Exactly the lines from the top of the records below through the one containing "host's string tags" must be set down, with no line added or dropped.

START AVAILABLE DATA

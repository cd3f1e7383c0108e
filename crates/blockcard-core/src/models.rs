//! Core data models for block extraction.
//!
//! These types are designed to be:
//! - **Serializable**: the card renderer consumes them as JSON
//! - **Immutable once produced**: constructors build complete values
//! - **Type-Safe**: enums replace the host's string tags

use serde::{Deserialize, Serialize};

/// Kind of an inline segment.
#[derive(Debug, Clone, Copy, Serialize, Deserialize, PartialEq, Eq, Hash)]
#[serde(rename_all = "camelCase")]
pub enum SegmentKind {
    Text,
    Bold,
    Italic,
    Strikethrough,
    Highlight,
    Code,
    CodeBlock,
    PageRef,
    Tag,
    BlockRef,
    Link,
    Image,
    Blockquote,
}

impl SegmentKind {
    /// Bold and italic share one precedence slot in the lexer.
    pub fn is_emphasis(self) -> bool {
        matches!(self, SegmentKind::Bold | SegmentKind::Italic)
    }

    /// Name used in serialized output.
    pub fn as_str(self) -> &'static str {
        match self {
            SegmentKind::Text => "text",
            SegmentKind::Bold => "bold",
            SegmentKind::Italic => "italic",
            SegmentKind::Strikethrough => "strikethrough",
            SegmentKind::Highlight => "highlight",
            SegmentKind::Code => "code",
            SegmentKind::CodeBlock => "codeBlock",
            SegmentKind::PageRef => "pageRef",
            SegmentKind::Tag => "tag",
            SegmentKind::BlockRef => "blockRef",
            SegmentKind::Link => "link",
            SegmentKind::Image => "image",
            SegmentKind::Blockquote => "blockquote",
        }
    }
}

impl std::fmt::Display for SegmentKind {
    fn fmt(&self, f: &mut std::fmt::Formatter<'_>) -> std::fmt::Result {
        f.write_str(self.as_str())
    }
}

/// Smallest renderable unit of block content.
///
/// `value` holds the display text, except for images (the locator) and
/// block references (the referenced uid). A resolved block reference is
/// flagged `resolved` and keeps the referenced block's own segments in
/// `children`, which is empty when that block has no text.
#[derive(Debug, Clone, Serialize, Deserialize, PartialEq, Eq)]
pub struct Segment {
    pub kind: SegmentKind,
    pub value: String,
    #[serde(default, skip_serializing_if = "Option::is_none")]
    pub href: Option<String>,
    #[serde(default, skip_serializing_if = "Option::is_none")]
    pub language: Option<String>,
    #[serde(default, skip_serializing_if = "Option::is_none")]
    pub alt: Option<String>,
    #[serde(default, skip_serializing_if = "Vec::is_empty")]
    pub children: Vec<Segment>,
    #[serde(default, skip_serializing_if = "is_false")]
    pub resolved: bool,
}

fn is_false(flag: &bool) -> bool {
    !*flag
}

impl Segment {
    /// Segment of the given kind with no auxiliary fields.
    pub fn new(kind: SegmentKind, value: impl Into<String>) -> Self {
        Self {
            kind,
            value: value.into(),
            href: None,
            language: None,
            alt: None,
            children: Vec::new(),
            resolved: false,
        }
    }

    pub fn text(value: impl Into<String>) -> Self {
        Self::new(SegmentKind::Text, value)
    }

    pub fn link(text: impl Into<String>, href: impl Into<String>) -> Self {
        Self {
            href: Some(href.into()),
            ..Self::new(SegmentKind::Link, text)
        }
    }

    /// Image segment; an empty alt text is stored as `None`.
    pub fn image(src: impl Into<String>, alt: Option<String>) -> Self {
        Self {
            alt: alt.filter(|a| !a.is_empty()),
            ..Self::new(SegmentKind::Image, src)
        }
    }

    /// Code block segment; an empty language is stored as `None`.
    pub fn code_block(language: impl Into<String>, code: impl Into<String>) -> Self {
        let language = language.into();
        Self {
            language: (!language.is_empty()).then_some(language),
            ..Self::new(SegmentKind::CodeBlock, code)
        }
    }

    /// Block reference carrying the referenced block's resolved content.
    pub fn block_ref(uid: impl Into<String>, children: Vec<Segment>) -> Self {
        Self {
            children,
            resolved: true,
            ..Self::new(SegmentKind::BlockRef, uid)
        }
    }

    /// Literal rendering of an unresolved reference, e.g. `((abc123def))`.
    pub fn unresolved_ref(uid: &str) -> Self {
        Self::text(format!("(({}))", uid))
    }

    pub fn is_image(&self) -> bool {
        self.kind == SegmentKind::Image
    }

    /// Append every image locator in this segment and its children to `out`.
    pub fn collect_images(&self, out: &mut Vec<String>) {
        if self.is_image() {
            push_image(out, &self.value);
        }
        for child in &self.children {
            child.collect_images(out);
        }
    }

    /// Text a reader would see, with resolved references expanded.
    pub fn visible_text(&self) -> String {
        match self.kind {
            SegmentKind::Image => String::new(),
            SegmentKind::BlockRef if self.resolved => {
                self.children.iter().map(Segment::visible_text).collect()
            }
            _ => self.value.clone(),
        }
    }
}

/// Push a locator unless it repeats the one just pushed.
pub fn push_image(images: &mut Vec<String>, src: &str) {
    if images.last().map(String::as_str) != Some(src) {
        images.push(src.to_string());
    }
}

/// Position of a group relative to the requested root.
#[derive(Debug, Clone, Copy, Serialize, Deserialize, PartialEq, Eq, Hash)]
#[serde(rename_all = "camelCase")]
pub enum GroupRole {
    Main,
    Child,
}

/// Parsed content of one source block.
#[derive(Debug, Clone, Serialize, Deserialize, PartialEq, Eq)]
pub struct SegmentGroup {
    pub role: GroupRole,
    pub depth: usize,
    pub content: Vec<Segment>,
}

impl SegmentGroup {
    pub fn new(role: GroupRole, depth: usize, content: Vec<Segment>) -> Self {
        Self {
            role,
            depth,
            content,
        }
    }

    pub fn main(content: Vec<Segment>) -> Self {
        Self::new(GroupRole::Main, 0, content)
    }

    pub fn child(depth: usize, content: Vec<Segment>) -> Self {
        Self::new(GroupRole::Child, depth, content)
    }

    pub fn visible_text(&self) -> String {
        self.content.iter().map(Segment::visible_text).collect()
    }
}

/// Top-level output of one extraction.
#[derive(Debug, Clone, Default, Serialize, Deserialize, PartialEq, Eq)]
pub struct ExtractionResult {
    pub segments: Vec<SegmentGroup>,
    pub images: Vec<String>,
}

impl ExtractionResult {
    /// The result of a total extraction failure.
    pub fn empty() -> Self {
        Self::default()
    }

    /// Build a result from groups, collecting every image locator they hold.
    pub fn from_groups(segments: Vec<SegmentGroup>) -> Self {
        let mut images = Vec::new();
        for group in &segments {
            for segment in &group.content {
                segment.collect_images(&mut images);
            }
        }
        Self { segments, images }
    }

    pub fn is_empty(&self) -> bool {
        self.segments.is_empty()
    }
}

/// One block as returned by the host's tree query.
///
/// Field names accept both plain keys and the host's namespaced pull keys
/// (`:block/string`, `:block/children`, ...).
#[derive(Debug, Clone, Default, Serialize, Deserialize, PartialEq, Eq)]
pub struct BlockNode {
    #[serde(default, alias = ":block/uid")]
    pub uid: String,
    #[serde(default, alias = ":block/string")]
    pub string: String,
    #[serde(default, alias = ":block/order")]
    pub order: i64,
    /// Display state only; never consulted during extraction.
    #[serde(default = "default_open", alias = ":block/open")]
    pub open: bool,
    #[serde(default, skip_serializing_if = "Option::is_none", alias = ":block/heading")]
    pub heading: Option<u8>,
    #[serde(default, alias = ":block/children")]
    pub children: Vec<BlockNode>,
}

fn default_open() -> bool {
    true
}

impl BlockNode {
    pub fn new(uid: impl Into<String>, string: impl Into<String>) -> Self {
        Self {
            uid: uid.into(),
            string: string.into(),
            order: 0,
            open: true,
            heading: None,
            children: Vec::new(),
        }
    }

    pub fn with_order(mut self, order: i64) -> Self {
        self.order = order;
        self
    }

    pub fn collapsed(mut self) -> Self {
        self.open = false;
        self
    }

    pub fn with_child(mut self, child: BlockNode) -> Self {
        self.children.push(child);
        self
    }

    /// Children sorted ascending by order; equal orders keep received order.
    pub fn sorted_children(&self) -> Vec<&BlockNode> {
        let mut children: Vec<&BlockNode> = self.children.iter().collect();
        children.sort_by_key(|c| c.order);
        children
    }

    /// Number of nodes in this subtree, including self.
    pub fn subtree_len(&self) -> usize {
        1 + self.children.iter().map(BlockNode::subtree_len).sum::<usize>()
    }
}

#[cfg(test)]
mod tests {
    use super::*;

    #[test]
    fn test_segment_serialization_skips_empty_fields() {
        let json = serde_json::to_value(Segment::text("hi")).unwrap();
        assert_eq!(json, serde_json::json!({"kind": "text", "value": "hi"}));

        let json = serde_json::to_value(Segment::link("site", "https://x.io")).unwrap();
        assert_eq!(json["kind"], "link");
        assert_eq!(json["href"], "https://x.io");
    }

    #[test]
    fn test_code_block_kind_name() {
        let json = serde_json::to_value(Segment::code_block("go", "x")).unwrap();
        assert_eq!(json["kind"], "codeBlock");
        assert_eq!(json["language"], "go");
        assert!(Segment::code_block("", "x").language.is_none());
    }

    #[test]
    fn test_unresolved_ref_notation() {
        let seg = Segment::unresolved_ref("abc123def");
        assert_eq!(seg.kind, SegmentKind::Text);
        assert_eq!(seg.value, "((abc123def))");
    }

    #[test]
    fn test_from_groups_collects_nested_images() {
        let nested = Segment::block_ref("r1", vec![Segment::image("b.png", None)]);
        let groups = vec![
            SegmentGroup::main(vec![Segment::image("a.png", Some("A".into()))]),
            SegmentGroup::child(1, vec![Segment::text("x"), nested]),
        ];
        let result = ExtractionResult::from_groups(groups);
        assert_eq!(result.images, vec!["a.png", "b.png"]);
    }

    #[test]
    fn test_images_skip_immediate_repeats_only() {
        let groups = vec![SegmentGroup::main(vec![
            Segment::image("a.png", None),
            Segment::image("a.png", None),
            Segment::image("b.png", None),
            Segment::image("a.png", None),
        ])];
        let result = ExtractionResult::from_groups(groups);
        assert_eq!(result.images, vec!["a.png", "b.png", "a.png"]);
    }

    #[test]
    fn test_block_node_from_pull_keys() {
        let json = r#"{
            ":block/uid": "root00001",
            ":block/string": "A",
            ":block/children": [
                {":block/uid": "c2", ":block/string": "second", ":block/order": 1},
                {":block/uid": "c1", ":block/string": "first", ":block/order": 0, ":block/open": false}
            ]
        }"#;
        let node: BlockNode = serde_json::from_str(json).unwrap();
        assert_eq!(node.uid, "root00001");
        let sorted = node.sorted_children();
        assert_eq!(sorted[0].string, "first");
        assert!(!sorted[0].open);
        assert_eq!(sorted[1].string, "second");
        assert_eq!(node.subtree_len(), 3);
    }

    #[test]
    fn test_sorted_children_stable_on_ties() {
        let node = BlockNode::new("r", "root")
            .with_child(BlockNode::new("a", "a").with_order(1))
            .with_child(BlockNode::new("b", "b").with_order(1))
            .with_child(BlockNode::new("c", "c").with_order(0));
        let uids: Vec<_> = node.sorted_children().iter().map(|c| c.uid.as_str()).collect();
        assert_eq!(uids, vec!["c", "a", "b"]);
    }

    #[test]
    fn test_visible_text_expands_refs() {
        let seg = Segment::block_ref("r1", vec![Segment::text("hello "), Segment::new(SegmentKind::Bold, "world")]);
        assert_eq!(seg.visible_text(), "hello world");
        assert_eq!(Segment::new(SegmentKind::BlockRef, "r2").visible_text(), "r2");
    }

    #[test]
    fn test_empty_resolved_ref_has_no_text() {
        let seg = Segment::block_ref("r3", vec![]);
        assert!(seg.resolved);
        assert_eq!(seg.visible_text(), "");

        let json = serde_json::to_value(&seg).unwrap();
        assert_eq!(json["resolved"], true);
        assert!(serde_json::to_value(Segment::text("x")).unwrap().get("resolved").is_none());
    }
}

END AVAILABLE DATA

§ **WRITTEN RESPONSE**:
repository cd3f1e7383c0108e
filename crates/blockcard-core/src/models.rs
//! Core data models for block extraction.
//!
//! These types are designed to be:
//! - **Serializable**: the card renderer consumes them as JSON
//! - **Immutable once produced**: constructors build complete values
//! - **Type-Safe**: enums replace the host's string tags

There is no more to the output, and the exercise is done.